---------- Material provided ----------

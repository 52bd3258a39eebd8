//! Shared HTTP plumbing for the remote clients.

use std::time::Duration;

use reqwest::header::{HeaderMap, HeaderValue, CONTENT_TYPE};
use reqwest::{Client, Response};

use crate::types::{AppError, Result};

/// Build a JSON client with the given default headers and request timeout.
pub fn json_client(service: &str, mut headers: HeaderMap, timeout: Duration) -> Result<Client> {
    headers.insert(CONTENT_TYPE, HeaderValue::from_static("application/json"));
    Client::builder()
        .timeout(timeout)
        .default_headers(headers)
        .build()
        .map_err(|e| AppError::Configuration(format!("failed to build {} HTTP client: {}", service, e)))
}

/// Header carrying a secret, rejected early if it isn't a valid header value.
pub fn secret_header(service: &str, value: &str) -> Result<HeaderValue> {
    let mut header = HeaderValue::from_str(value.trim())
        .map_err(|_| AppError::Configuration(format!("invalid {} API key", service)))?;
    header.set_sensitive(true);
    Ok(header)
}

/// Pass successful responses through; turn everything else into
/// [`AppError::Upstream`] carrying the status code and response body.
pub async fn check_status(service: &str, response: Response) -> Result<Response> {
    let status = response.status();
    if status.is_success() {
        return Ok(response);
    }
    let message = response
        .text()
        .await
        .unwrap_or_else(|_| "<body unavailable>".to_string());
    Err(AppError::Upstream {
        service: service.to_string(),
        status: status.as_u16(),
        message,
    })
}
//! Shared test helpers.

#![allow(dead_code)]

pub mod mocks;

use serde_json::{json, Value};

/// The three car manual passages used across the retrieval tests.
pub fn car_manual() -> (Vec<String>, Vec<String>) {
    docqa::cli::demo::car_manual()
}

/// A Gemini `batchEmbedContents` response body.
pub fn gemini_embeddings(vectors: &[Vec<f32>]) -> Value {
    json!({
        "embeddings": vectors
            .iter()
            .map(|values| json!({ "values": values }))
            .collect::<Vec<_>>()
    })
}

/// A Gemini `generateContent` response body with a single text part.
pub fn gemini_answer(text: &str) -> Value {
    json!({
        "candidates": [{
            "content": { "role": "model", "parts": [{ "text": text }] },
            "finishReason": "STOP"
        }]
    })
}

pub fn strings(items: &[&str]) -> Vec<String> {
    items.iter().map(|s| s.to_string()).collect()
}
//! # docqa - Document Question Answering
//!
//! A small retrieval augmented generation (RAG) pipeline: documents are
//! embedded and stored in a vector index, a question retrieves its nearest
//! passages, and a generative model answers from a prompt assembled out of
//! the question and those passages.
//!
//! ## Overview
//!
//! docqa can be used in two ways:
//!
//! 1. **As a CLI** - Run the `docqa` binary
//! 2. **As a library** - Import the pipeline pieces into your own Rust project
//!
//! ## Quick Start (Library Usage)
//!
//! ```rust,ignore
//! use std::sync::Arc;
//! use docqa::{DocumentIndex, GeminiEmbedder, InMemoryVectorStore, Provider, RagPipeline, RetryPolicy};
//!
//! #[tokio::main]
//! async fn main() -> Result<(), Box<dyn std::error::Error>> {
//!     let api_key = std::env::var("GOOGLE_API_KEY")?;
//!     let embedder = GeminiEmbedder::new(
//!         &api_key,
//!         docqa::rag::embeddings::GEMINI_API_BASE,
//!         "text-embedding-004",
//!         std::time::Duration::from_secs(60),
//!         RetryPolicy::default(),
//!     )?;
//!     let index = DocumentIndex::open(
//!         Arc::new(InMemoryVectorStore::new()),
//!         Arc::new(embedder),
//!         "manual",
//!     )
//!     .await?;
//!
//!     let llm = Provider::Gemini {
//!         api_key,
//!         api_base: docqa::rag::embeddings::GEMINI_API_BASE.to_string(),
//!         model: "gemini-2.0-flash".to_string(),
//!         temperature: None,
//!     }
//!     .create_client()
//!     .await?;
//!
//!     let pipeline = RagPipeline::new(index, Arc::from(llm));
//!     pipeline.index_documents(&["The Music icon plays songs.".to_string()]).await?;
//!     let answer = pipeline.answer("How do I play music?").await?;
//!     println!("{}", answer.text);
//!     Ok(())
//! }
//! ```
//!
//! ## Feature Flags
//!
//! | Feature | Description |
//! |---------|-------------|
//! | `ollama` | Ollama local inference (default) |
//! | `openai` | OpenAI API support |
//!
//! Gemini embeddings and generation are always available.
//!
//! ## Modules
//!
//! - [`cli`] - Command-line parsing and terminal output
//! - [`db`] - Vector store abstraction (in-memory, Chroma)
//! - [`llm`] - LLM client implementations
//! - [`rag`] - Embeddings, index, prompt assembly, retry and the pipeline
//! - [`types`] - Common types and error handling
//! - [`utils`] - Configuration and HTTP helpers

#![cfg_attr(docsrs, feature(doc_cfg))]
#![warn(missing_docs)]
#![warn(rustdoc::missing_crate_level_docs)]

/// Command-line interface for the `docqa` binary.
pub mod cli;
/// Vector stores (in-memory, Chroma).
pub mod db;
/// LLM provider clients and abstractions.
pub mod llm;
/// Retrieval Augmented Generation (RAG) components.
pub mod rag;
/// Core types (documents, search results, errors).
pub mod types;
/// Configuration and HTTP utilities.
pub mod utils;

// Re-export commonly used types
pub use db::{InMemoryVectorStore, VectorStore, VectorStoreProvider};
pub use llm::{LLMClient, LLMClientFactory, Provider};
pub use rag::{
    Answer, DocumentIndex, Embedder, EmbeddingMode, GeminiEmbedder, PromptTemplate, QueryResult,
    RagPipeline, RetryPolicy,
};
pub use types::{AppError, Result};
pub use utils::config::{ConfigError, DocqaConfig};
//! Prompt assembly.
//!
//! The prompt is line oriented: an instruction preamble, one `QUESTION:` line
//! and one `PASSAGE:` line per retrieved passage. Line breaks inside the
//! question or a passage are flattened to spaces so no source text can start a
//! line of its own.

use serde::{Deserialize, Serialize};

/// Built-in instruction preamble.
pub const DEFAULT_PREAMBLE: &str = "You are a helpful and informative bot that answers questions \
using text from the reference passages included below. Respond in complete sentences and be \
comprehensive, including all relevant background information. You are talking to a \
non-technical audience, so break down complicated concepts and keep a friendly, \
conversational tone. If a passage is irrelevant to the answer, you may ignore it.";

/// Instruction preamble plus the fixed `QUESTION:` / `PASSAGE:` layout.
#[derive(Debug, Clone, PartialEq, Eq, Serialize, Deserialize)]
#[serde(default)]
pub struct PromptTemplate {
    pub preamble: String,
}

impl Default for PromptTemplate {
    fn default() -> Self {
        Self {
            preamble: DEFAULT_PREAMBLE.to_string(),
        }
    }
}

impl PromptTemplate {
    pub fn new(preamble: impl Into<String>) -> Self {
        Self {
            preamble: preamble.into(),
        }
    }

    /// Compose the prompt for `question` over `passages`, keeping passage
    /// order. An empty `passages` slice yields a prompt with no `PASSAGE:`
    /// lines.
    pub fn build<S: AsRef<str>>(&self, question: &str, passages: &[S]) -> String {
        let mut prompt = String::with_capacity(
            self.preamble.len()
                + question.len()
                + passages.iter().map(|p| p.as_ref().len() + 10).sum::<usize>()
                + 16,
        );
        prompt.push_str(self.preamble.trim_end());
        prompt.push_str("\n\nQUESTION: ");
        prompt.push_str(&one_line(question));
        prompt.push('\n');
        for passage in passages {
            prompt.push_str("PASSAGE: ");
            prompt.push_str(&one_line(passage.as_ref()));
            prompt.push('\n');
        }
        prompt
    }
}

/// Replace every line break (`\r\n`, `\n`, `\r`) with a single space.
pub fn one_line(text: &str) -> String {
    text.replace("\r\n", " ").replace(['\n', '\r'], " ")
}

----------

Problem statement »
Print all the records precisely.

Solved problem »
repository 52bd3258a39eebd8
//! Shared HTTP plumbing for the remote clients.

use std::time::Duration;

use reqwest::header::{HeaderMap, HeaderValue, CONTENT_TYPE};
use reqwest::{Client, Response};

use crate::types::{AppError, Result};

/// Build a JSON client with the given default headers and request timeout.
pub fn json_client(service: &str, mut headers: HeaderMap, timeout: Duration) -> Result<Client> {
    headers.insert(CONTENT_TYPE, HeaderValue::from_static("application/json"));
    Client::builder()
        .timeout(timeout)
        .default_headers(headers)
        .build()
        .map_err(|e| AppError::Configuration(format!("failed to build {} HTTP client: {}", service, e)))
}

/// Header carrying a secret, rejected early if it isn't a valid header value.
pub fn secret_header(service: &str, value: &str) -> Result<HeaderValue> {
    let mut header = HeaderValue::from_str(value.trim())
        .map_err(|_| AppError::Configuration(format!("invalid {} API key", service)))?;
    header.set_sensitive(true);
    Ok(header)
}

/// Pass successful responses through; turn everything else into
/// [`AppError::Upstream`] carrying the status code and response body.
pub async fn check_status(service: &str, response: Response) -> Result<Response> {
    let status = response.status();
    if status.is_success() {
        return Ok(response);
    }
    let message = response
        .text()
        .await
        .unwrap_or_else(|_| "<body unavailable>".to_string());
    Err(AppError::Upstream {
        service: service.to_string(),
        status: status.as_u16(),
        message,
    })
}
//! Shared test helpers.

#![allow(dead_code)]

pub mod mocks;

use serde_json::{json, Value};

/// The three car manual passages used across the retrieval tests.
pub fn car_manual() -> (Vec<String>, Vec<String>) {
    docqa::cli::demo::car_manual()
}

/// A Gemini `batchEmbedContents` response body.
pub fn gemini_embeddings(vectors: &[Vec<f32>]) -> Value {
    json!({
        "embeddings": vectors
            .iter()
            .map(|values| json!({ "values": values }))
            .collect::<Vec<_>>()
    })
}

/// A Gemini `generateContent` response body with a single text part.
pub fn gemini_answer(text: &str) -> Value {
    json!({
        "candidates": [{
            "content": { "role": "model", "parts": [{ "text": text }] },
            "finishReason": "STOP"
        }]
    })
}

pub fn strings(items: &[&str]) -> Vec<String> {
    items.iter().map(|s| s.to_string()).collect()
}
//! # docqa - Document Question Answering
//!
//! A small retrieval augmented generation (RAG) pipeline: documents are
//! embedded and stored in a vector index, a question retrieves its nearest
//! passages, and a generative model answers from a prompt assembled out of
//! the question and those passages.
//!
//! ## Overview
//!
//! docqa can be used in two ways:
//!
//! 1. **As a CLI** - Run the `docqa` binary
//! 2. **As a library** - Import the pipeline pieces into your own Rust project
//!
//! ## Quick Start (Library Usage)
//!
//! ```rust,ignore
//! use std::sync::Arc;
//! use docqa::{DocumentIndex, GeminiEmbedder, InMemoryVectorStore, Provider, RagPipeline, RetryPolicy};
//!
//! #[tokio::main]
//! async fn main() -> Result<(), Box<dyn std::error::Error>> {
//!     let api_key = std::env::var("GOOGLE_API_KEY")?;
//!     let embedder = GeminiEmbedder::new(
//!         &api_key,
//!         docqa::rag::embeddings::GEMINI_API_BASE,
//!         "text-embedding-004",
//!         std::time::Duration::from_secs(60),
//!         RetryPolicy::default(),
//!     )?;
//!     let index = DocumentIndex::open(
//!         Arc::new(InMemoryVectorStore::new()),
//!         Arc::new(embedder),
//!         "manual",
//!     )
//!     .await?;
//!
//!     let llm = Provider::Gemini {
//!         api_key,
//!         api_base: docqa::rag::embeddings::GEMINI_API_BASE.to_string(),
//!         model: "gemini-2.0-flash".to_string(),
//!         temperature: None,
//!     }
//!     .create_client()
//!     .await?;
//!
//!     let pipeline = RagPipeline::new(index, Arc::from(llm));
//!     pipeline.index_documents(&["The Music icon plays songs.".to_string()]).await?;
//!     let answer = pipeline.answer("How do I play music?").await?;
//!     println!("{}", answer.text);
//!     Ok(())
//! }
//! ```
//!
//! ## Feature Flags
//!
//! | Feature | Description |
//! |---------|-------------|
//! | `ollama` | Ollama local inference (default) |
//! | `openai` | OpenAI API support |
//!
//! Gemini embeddings and generation are always available.
//!
//! ## Modules
//!
//! - [`cli`] - Command-line parsing and terminal output
//! - [`db`] - Vector store abstraction (in-memory, Chroma)
//! - [`llm`] - LLM client implementations
//! - [`rag`] - Embeddings, index, prompt assembly, retry and the pipeline
//! - [`types`] - Common types and error handling
//! - [`utils`] - Configuration and HTTP helpers

#![cfg_attr(docsrs, feature(doc_cfg))]
#![warn(missing_docs)]
#![warn(rustdoc::missing_crate_level_docs)]

/// Command-line interface for the `docqa` binary.
pub mod cli;
/// Vector stores (in-memory, Chroma).
pub mod db;
/// LLM provider clients and abstractions.
pub mod llm;
/// Retrieval Augmented Generation (RAG) components.
pub mod rag;
/// Core types (documents, search results, errors).
pub mod types;
/// Configuration and HTTP utilities.
pub mod utils;

// Re-export commonly used types
pub use db::{InMemoryVectorStore, VectorStore, VectorStoreProvider};
pub use llm::{LLMClient, LLMClientFactory, Provider};
pub use rag::{
    Answer, DocumentIndex, Embedder, EmbeddingMode, GeminiEmbedder, PromptTemplate, QueryResult,
    RagPipeline, RetryPolicy,
};
pub use types::{AppError, Result};
pub use utils::config::{ConfigError, DocqaConfig};
//! Prompt assembly.
//!
//! The prompt is line oriented: an instruction preamble, one `QUESTION:` line
//! and one `PASSAGE:` line per retrieved passage. Line breaks inside the
//! question or a passage are flattened to spaces so no source text can start a
//! line of its own.

use serde::{Deserialize, Serialize};

/// Built-in instruction preamble.
pub const DEFAULT_PREAMBLE: &str = "You are a helpful and informative bot that answers questions \
using text from the reference passages included below. Respond in complete sentences and be \
comprehensive, including all relevant background information. You are talking to a \
non-technical audience, so break down complicated concepts and keep a friendly, \
conversational tone. If a passage is irrelevant to the answer, you may ignore it.";

/// Instruction preamble plus the fixed `QUESTION:` / `PASSAGE:` layout.
#[derive(Debug, Clone, PartialEq, Eq, Serialize, Deserialize)]
#[serde(default)]
pub struct PromptTemplate {
    pub preamble: String,
}

impl Default for PromptTemplate {
    fn default() -> Self {
        Self {
            preamble: DEFAULT_PREAMBLE.to_string(),
        }
    }
}

impl PromptTemplate {
    pub fn new(preamble: impl Into<String>) -> Self {
        Self {
            preamble: preamble.into(),
        }
    }

    /// Compose the prompt for `question` over `passages`, keeping passage
    /// order. An empty `passages` slice yields a prompt with no `PASSAGE:`
    /// lines.
    pub fn build<S: AsRef<str>>(&self, question: &str, passages: &[S]) -> String {
        let mut prompt = String::with_capacity(
            self.preamble.len()
                + question.len()
                + passages.iter().map(|p| p.as_ref().len() + 10).sum::<usize>()
                + 16,
        );
        prompt.push_str(self.preamble.trim_end());
        prompt.push_str("\n\nQUESTION: ");
        prompt.push_str(&one_line(question));
        prompt.push('\n');
        for passage in passages {
            prompt.push_str("PASSAGE: ");
            prompt.push_str(&one_line(passage.as_ref()));
            prompt.push('\n');
        }
        prompt
    }
}

/// Replace every line break (`\r\n`, `\n`, `\r`) with a single space.
pub fn one_line(text: &str) -> String {
    text.replace("\r\n", " ").replace(['\n', '\r'], " ")
}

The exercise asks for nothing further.